Dans ce nouvel essai à portée fortement pédagogique , l’auteur plaide pour une plus grande clarté sur l’ appréciation de la valeur de la vie et notamment en apportant de lumineux éclairages sur les raisons qui font que cette valeur diffère , d’une administration française à une autre , d’un pays dit développé à un pays appelé « pauvre » , comme entre classes sociales, d’âges ou de différence de sexe … De nombreux exemples viennent montrer que tout décideur va devoir de plus en plus sortir de sa zone de confort moral et intellectuel, être placé devant « l’abîme de ses choix » : Il en va ainsi , par exemple, du développement des voitures autonomes: elles devront intégrer des logiciels et autres algorithmes qui détermineront « à priori » des directives éthiques qui induiront des choix soit en mode « égoïste » ( visant à protéger le conducteur -passager ) , soit altruiste » ( sauver le piéton), soit « utilitariste » , tendant à réduire le nombre final de victimes avant toutes autre considérations..
Ainsi de plus les sources de conflits entre l’intérêt individuel et le bien commun surgiront sur le chemin du prix et du coût de la vie et de son évaluation matérielle. Au fil de chapitres particulièrement documentés , l’auteur montre en quoi les tribunaux et le droit français sont inadaptés à ces nouveaux enjeux , quelle incidence peut avoir le prix du soin sur les pratiques hospitalières et le terrible risque du « tri » conscient ou inconscient des patients Le temps est venu pour engager la France dans une gestion plus cohérente de l’ ensemble des risques connus (alimentaire, écologique , industriel ,nucléaire, routier sanitaire, technologique terroriste) , et autres « inconnus ».
Nul doute que les économistes ont un rôle majeur à assumer dans ce défi pour conférer à chacune de nos vie une valeur et un prix en toute transparence et responsabilité. Jérôme MATHIS avance en éclaireur de grand talent sur ce chemin … C’est aussi l’ un de ses grands mérites
Jérôme Mathis Professeur d’ économie et finances à l’université de Paris-Dauphine .Prix du meilleur jeune chercheur en Economie ?auteur de plusieurs ouvrages et anime le blog « la finance au cœur de nos vie ».
JEAN-LOUIS CHAMBON
Pierre Veltz s’interroge sur la mutation actuelle de la « société hyper-industrielle », engendrée à la fois par la responsabilisation sociale et environnementale des entreprises et par la crise pandémique. Il se demande si cette évolution ne conduit pas à une impasse, dans la mesure où certains fondamentaux de « l’économie verte » ne sont pas clairement définis. Il constate que les moteurs et les indicateurs de l’activité productive sont toujours la création de valeur financière pour les actionnaires. Les leviers de la santé, de l’éducation, de la culture et du bien-être ne sont pas valorisés, sinon seulement comme des charges ou des facteurs indirects de productivité.

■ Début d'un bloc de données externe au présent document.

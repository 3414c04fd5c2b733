use super::{ModelType, DEFAULT_STORAGE, DEFAULT_VANI, DISCHARGE, HK, RECHARGE, STORAGE};
use super::{GEO_PARAMETERS, IBOUND_PARAMETERS, RECHARGE_PARAMETERS, WELL_PARAMETERS};
use crate::StrError;
use russell_lab::math::PI;
use std::fmt;

/// Holds configuration data for building the grid and its parameter fields
pub struct Config {
    /// Geometry of the flow model
    pub model_type: ModelType,

    /// Categories whose zones define the cell boundaries
    pub categories: Vec<String>,

    /// Default maximum horizontal cell size (used when a zone gives neither count nor resolution)
    pub res_hor_max: Option<f64>,

    /// Default maximum vertical cell size (used when a zone gives neither count nor resolution)
    pub res_vert_max: Option<f64>,

    /// Polar angle of the axisymmetric correction (full circle = 2π)
    pub angle: f64,

    /// Specific storage applied where no zone overrides it
    pub storage_default: f64,

    /// Vertical anisotropy ratio applied where no zone overrides it
    pub vani_default: f64,

    /// Starting head of cells without a prescribed head
    pub initial_head: f64,

    /// Name of the well attribute holding the total discharge
    pub discharge_key: String,

    /// Parameters receiving the axisymmetric correction
    pub corrected: Vec<String>,

    /// Categories holding the aquifer parameters (hk, vani, porosity, storage)
    pub geo_categories: Vec<String>,

    /// Categories holding the recharge zones
    pub recharge_categories: Vec<String>,

    /// Category holding the well screens
    pub well_category: String,

    /// Categories holding the constant-head and inactive zones
    pub boundary_categories: Vec<String>,
}

impl Config {
    /// Allocates a new instance with default values
    pub fn new() -> Self {
        Config {
            model_type: ModelType::Axisymmetric,
            categories: vec![
                GEO_PARAMETERS.to_string(),
                RECHARGE_PARAMETERS.to_string(),
                IBOUND_PARAMETERS.to_string(),
                WELL_PARAMETERS.to_string(),
            ],
            res_hor_max: None,
            res_vert_max: None,
            angle: 2.0 * PI,
            storage_default: DEFAULT_STORAGE,
            vani_default: DEFAULT_VANI,
            initial_head: 0.0,
            discharge_key: DISCHARGE.to_string(),
            corrected: vec![HK.to_string(), STORAGE.to_string(), RECHARGE.to_string()],
            geo_categories: vec![GEO_PARAMETERS.to_string()],
            recharge_categories: vec![RECHARGE_PARAMETERS.to_string()],
            well_category: WELL_PARAMETERS.to_string(),
            boundary_categories: vec![IBOUND_PARAMETERS.to_string(), WELL_PARAMETERS.to_string()],
        }
    }

    /// Sets the model type
    pub fn set_model_type(&mut self, model_type: ModelType) -> Result<&mut Self, StrError> {
        self.model_type = model_type;
        Ok(self)
    }

    /// Sets the categories whose zones define the cell boundaries
    pub fn set_categories(&mut self, categories: &[&str]) -> Result<&mut Self, StrError> {
        if categories.len() < 1 {
            return Err("at least one category is required for the discretization");
        }
        self.categories = categories.iter().map(|c| c.to_string()).collect();
        Ok(self)
    }

    /// Sets the default maximum horizontal cell size
    pub fn set_res_hor_max(&mut self, value: f64) -> Result<&mut Self, StrError> {
        if value <= 0.0 {
            return Err("res_hor_max must be > 0.0");
        }
        self.res_hor_max = Some(value);
        Ok(self)
    }

    /// Sets the default maximum vertical cell size
    pub fn set_res_vert_max(&mut self, value: f64) -> Result<&mut Self, StrError> {
        if value <= 0.0 {
            return Err("res_vert_max must be > 0.0");
        }
        self.res_vert_max = Some(value);
        Ok(self)
    }

    /// Sets the polar angle of the axisymmetric correction
    pub fn set_angle(&mut self, value: f64) -> Result<&mut Self, StrError> {
        if value <= 0.0 {
            return Err("angle must be > 0.0");
        }
        self.angle = value;
        Ok(self)
    }

    /// Sets the default specific storage
    pub fn set_storage_default(&mut self, value: f64) -> Result<&mut Self, StrError> {
        if value < 0.0 {
            return Err("storage_default must be ≥ 0.0");
        }
        self.storage_default = value;
        Ok(self)
    }

    /// Sets the default vertical anisotropy ratio
    pub fn set_vani_default(&mut self, value: f64) -> Result<&mut Self, StrError> {
        if value <= 0.0 {
            return Err("vani_default must be > 0.0");
        }
        self.vani_default = value;
        Ok(self)
    }

    /// Sets the starting head of cells without a prescribed head
    pub fn set_initial_head(&mut self, value: f64) -> Result<&mut Self, StrError> {
        self.initial_head = value;
        Ok(self)
    }

    /// Sets the name of the well attribute holding the total discharge
    pub fn set_discharge_key(&mut self, key: &str) -> Result<&mut Self, StrError> {
        if key.is_empty() {
            return Err("discharge_key must not be empty");
        }
        self.discharge_key = key.to_string();
        Ok(self)
    }

    /// Sets the parameters receiving the axisymmetric correction
    pub fn set_corrected(&mut self, parameters: &[&str]) -> Result<&mut Self, StrError> {
        self.corrected = parameters.iter().map(|p| p.to_string()).collect();
        Ok(self)
    }

    /// Sets the categories holding the constant-head and inactive zones
    pub fn set_boundary_categories(&mut self, categories: &[&str]) -> Result<&mut Self, StrError> {
        self.boundary_categories = categories.iter().map(|c| c.to_string()).collect();
        Ok(self)
    }

    /// Indicates whether a parameter receives the axisymmetric correction
    pub fn is_corrected(&self, parameter: &str) -> bool {
        self.model_type == ModelType::Axisymmetric && self.corrected.iter().any(|p| p == parameter)
    }
}

/// Returns the names as a vector of string slices
pub(crate) fn as_strs(names: &[String]) -> Vec<&str> {
    names.iter().map(|n| n.as_str()).collect()
}

impl fmt::Display for Config {
    fn fmt(&self, f: &mut fmt::Formatter<'_>) -> fmt::Result {
        write!(f, "Configuration data\n").unwrap();
        write!(f, "==================\n").unwrap();
        write!(f, "model_type = {:?}\n", self.model_type).unwrap();
        write!(f, "categories = {:?}\n", self.categories).unwrap();
        write!(f, "res_hor_max = {:?}\n", self.res_hor_max).unwrap();
        write!(f, "res_vert_max = {:?}\n", self.res_vert_max).unwrap();
        write!(f, "angle = {:?}\n", self.angle).unwrap();
        write!(f, "storage_default = {:?}\n", self.storage_default).unwrap();
        write!(f, "vani_default = {:?}\n", self.vani_default).unwrap();
        write!(f, "initial_head = {:?}\n", self.initial_head).unwrap();
        write!(f, "discharge_key = {:?}\n", self.discharge_key).unwrap();
        write!(f, "corrected = {:?}\n", self.corrected).unwrap();
        write!(f, "geo_categories = {:?}\n", self.geo_categories).unwrap();
        write!(f, "recharge_categories = {:?}\n", self.recharge_categories).unwrap();
        write!(f, "well_category = {:?}\n", self.well_category).unwrap();
        write!(f, "boundary_categories = {:?}\n", self.boundary_categories).unwrap();
        Ok(())
    }
}

////////////////////////////////////////////////////////////////////////////////////////////////////////////////////////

L’auteur plaide en faveur de l’émergence de nouveaux « cadres structurés » – d’une nouvelle « grammaire productive » – fondée sur des valeurs à la fois financières et extra-financières. Il prône une recherche de cohérence entre les économies micro (l’entreprise) et macro (la société). Il déplore que les seuls indicateurs officiels mesurant les impacts de la pandémie, soient la chute du PIB (qui cumule des valeurs ajoutées comptables), les faillites d’entreprises et les pertes d’emplois. Il appelle donc à une refondation du paradigme socio-économique qui régit la société humaine.
Pierre Veltz (X-Mines) est ingénieur et sociologue. Il préside l’établissement public Paris Saclay. Il est l’auteur de plusieurs ouvrages, dont La société hyper-industrielle, Le nouveau capitalisme productif , Eds du Seuil, 2017.